In 2004, he was comfortably elected to the safe Liberal seat of Goldstein in Melbourne and was appointed Parliamentary Secretary to the Minister for Immigration and Multicultural Affairs on 27 January 2006. His time in this portfolio was marked by introducing a Citizenship discussion paper which encouraged public debate about whether Australia required a formal citizenship test. Robb argued that a formal citizenship test would be a clear incentive for aspiring citizens to have basic English language skills and understanding of their community. Robb also focused on dealing with settlement issues for refugees and the challenges of multi-faith relations in Australia.

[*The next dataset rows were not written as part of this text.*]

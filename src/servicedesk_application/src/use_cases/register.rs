use servicedesk_core::{
    Email, EmailSender, LinkGenerator, LockoutPolicy, Password, Role, TokenProvider,
    TokenPurpose, User, UserId, UserStore, Username,
};

use crate::{error::AccountError, notifications::send_token_link};

/// Registration input, validated before it reaches the use case.
#[derive(Debug)]
pub struct Registration {
    pub username: Username,
    pub email: Email,
    pub name: String,
    pub surname: String,
    pub password: Password,
}

#[derive(Debug, Clone, PartialEq)]
pub struct RegisterOutcome {
    pub user_id: UserId,
    pub role: Role,
}

/// Register use case - creates the account, assigns its first role and
/// sends the confirmation email.
pub struct RegisterUseCase<'a, U, T, L, E>
where
    U: UserStore + ?Sized,
    T: TokenProvider + ?Sized,
    L: LinkGenerator + ?Sized,
    E: EmailSender + ?Sized,
{
    user_store: &'a U,
    token_provider: &'a T,
    link_generator: &'a L,
    email_sender: &'a E,
    lockout: &'a LockoutPolicy,
}

impl<'a, U, T, L, E> RegisterUseCase<'a, U, T, L, E>
where
    U: UserStore + ?Sized,
    T: TokenProvider + ?Sized,
    L: LinkGenerator + ?Sized,
    E: EmailSender + ?Sized,
{
    pub fn new(
        user_store: &'a U,
        token_provider: &'a T,
        link_generator: &'a L,
        email_sender: &'a E,
        lockout: &'a LockoutPolicy,
    ) -> Self {
        Self {
            user_store,
            token_provider,
            link_generator,
            email_sender,
            lockout,
        }
    }

    /// The first account ever registered becomes `Admin`; every later one
    /// starts as `Passive` until its email is confirmed. The account and its
    /// role are stored together.
    #[tracing::instrument(
        name = "RegisterUseCase::execute",
        skip(self, registration),
        fields(username = %registration.username)
    )]
    pub async fn execute(&self, registration: Registration) -> Result<RegisterOutcome, AccountError> {
        let Registration {
            username,
            email,
            name,
            surname,
            password,
        } = registration;

        if self.user_store.find_by_username(&username).await?.is_some() {
            return Err(AccountError::DuplicateUsername);
        }
        if self.user_store.find_by_email(&email).await?.is_some() {
            return Err(AccountError::DuplicateEmail);
        }

        let user = User::new(UserId::new(), username, email, name, surname).with_lockout(
            self.lockout.allowed_for_new_users,
            0,
            None,
        );
        let user_id = *user.id();
        let role = self
            .user_store
            .add_user_with_initial_role(user.clone(), password)
            .await
            .map_err(|e| match AccountError::from(e) {
                dup @ (AccountError::DuplicateUsername | AccountError::DuplicateEmail) => dup,
                other => {
                    tracing::error!(error = %other, "Failed to create user");
                    AccountError::UnknownPersistenceError(other.to_string())
                }
            })?;
        tracing::info!(user_id = %user_id, role = %role, "User registered");

        send_token_link(
            self.token_provider,
            self.link_generator,
            self.email_sender,
            &user,
            TokenPurpose::EmailConfirmation,
        )
        .await?;

        Ok(RegisterOutcome { user_id, role })
    }
}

In 2007, Robb was elevated to the Ministry and took on the role as Minister for Vocational and Further Education. Following the Liberal Party's defeat at the 2007 federal election, Robb put himself forward as a candidate for Deputy Leader of the Liberal Party. In a ballot of Liberal caucus members, Julie Bishop prevailed with 44 votes, ahead of Robb who won 25 votes and Christopher Pyne with 18 votes. The then leader of the Liberal Party, former Defence Minister, Brendan Nelson, announced that Robb would be Shadow Minister for Foreign Affairs in the new Coalition Shadow Cabinet.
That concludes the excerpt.